====== SUPPLIED DATA
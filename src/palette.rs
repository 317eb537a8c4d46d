// This Source Code Form is subject to the terms of the Mozilla Public
// License, v. 2.0. If a copy of the MPL was not distributed with this
// file, You can obtain one at http://mozilla.org/MPL/2.0/.

//! Gradient palettes.  A handful of anchors on the unit interval are
//! stretched into a fixed-length color ramp that is indexed directly
//! by hit count.

use num::clamp;
use serde::{Deserialize, Serialize};
use std::ops::Index;

use crate::errors::ConfigurationError;

/// An 8-bit RGB color.
#[derive(Copy, Clone, Debug, Default, PartialEq, Eq)]
pub struct Rgb(pub u8, pub u8, pub u8);

/// A gradient anchor.  Channels are on the 0-255 scale but kept as
/// floats so the interpolation doesn't round twice.
#[derive(Copy, Clone, Debug, PartialEq, Serialize, Deserialize)]
#[serde(from = "[f64; 4]", into = "[f64; 4]")]
pub struct ControlPoint {
    /// Where on the unit interval this color sits.
    pub position: f64,
    /// Red channel.
    pub r: f64,
    /// Green channel.
    pub g: f64,
    /// Blue channel.
    pub b: f64,
}

impl ControlPoint {
    /// Shorthand constructor.
    pub fn new(position: f64, r: f64, g: f64, b: f64) -> Self {
        ControlPoint { position, r, g, b }
    }
}

impl From<[f64; 4]> for ControlPoint {
    fn from(p: [f64; 4]) -> Self {
        ControlPoint::new(p[0], p[1], p[2], p[3])
    }
}

impl From<ControlPoint> for [f64; 4] {
    fn from(p: ControlPoint) -> Self {
        [p.position, p.r, p.g, p.b]
    }
}

/// Verifies that a sequence of anchors can be interpolated: at least
/// two, on the unit interval, strictly increasing.
pub fn validate(points: &[ControlPoint]) -> Result<(), ConfigurationError> {
    if points.len() < 2 {
        return Err(ConfigurationError::TooFewControlPoints {
            count: points.len(),
        });
    }
    for (index, point) in points.iter().enumerate() {
        if !(point.position >= 0.0 && point.position <= 1.0) {
            return Err(ConfigurationError::ControlPointOutOfRange {
                index,
                position: point.position,
            });
        }
        if index > 0 && point.position <= points[index - 1].position {
            return Err(ConfigurationError::UnorderedControlPoints { index });
        }
    }
    Ok(())
}

fn channel(base: f64, top: f64, t: f64) -> u8 {
    clamp(base + t * (top - base), 0.0, 255.0) as u8
}

/// A precomputed color ramp.
#[derive(Clone, Debug, PartialEq)]
pub struct Palette {
    colors: Vec<Rgb>,
}

impl Palette {
    /// Samples the gradient at `maxval` equally spaced positions
    /// `i / maxval` in a single forward sweep.  Samples before the
    /// first anchor or after the last take that anchor's color.
    pub fn build(points: &[ControlPoint], maxval: usize) -> Result<Palette, ConfigurationError> {
        validate(points)?;

        let last = points.len() - 2;
        let mut k = 0;
        let mut colors = Vec::with_capacity(maxval);
        for i in 0..maxval {
            let pos = i as f64 / maxval as f64;
            while k < last && pos > points[k + 1].position {
                k += 1;
            }
            let (lo, hi) = (&points[k], &points[k + 1]);
            let t = clamp(
                (pos - lo.position) / (hi.position - lo.position),
                0.0,
                1.0,
            );
            colors.push(Rgb(
                channel(lo.r, hi.r, t),
                channel(lo.g, hi.g, t),
                channel(lo.b, hi.b, t),
            ));
        }
        Ok(Palette { colors })
    }

    /// Number of colors in the ramp.
    pub fn len(&self) -> usize {
        self.colors.len()
    }

    /// True if the ramp has no colors at all.
    pub fn is_empty(&self) -> bool {
        self.colors.is_empty()
    }

    /// The color for a hit count, saturating at the last color.
    pub fn color(&self, count: u32) -> Rgb {
        let top = self.colors.len().saturating_sub(1);
        self.colors[std::cmp::min(count as usize, top)]
    }
}

impl Index<usize> for Palette {
    type Output = Rgb;

    fn index(&self, i: usize) -> &Rgb {
        &self.colors[i]
    }
}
============
Each line of the listing above that includes the word "Samples" should be copied.

    /// Samples the gradient at `maxval` equally spaced positions
    /// `i / maxval` in a single forward sweep.  Samples before the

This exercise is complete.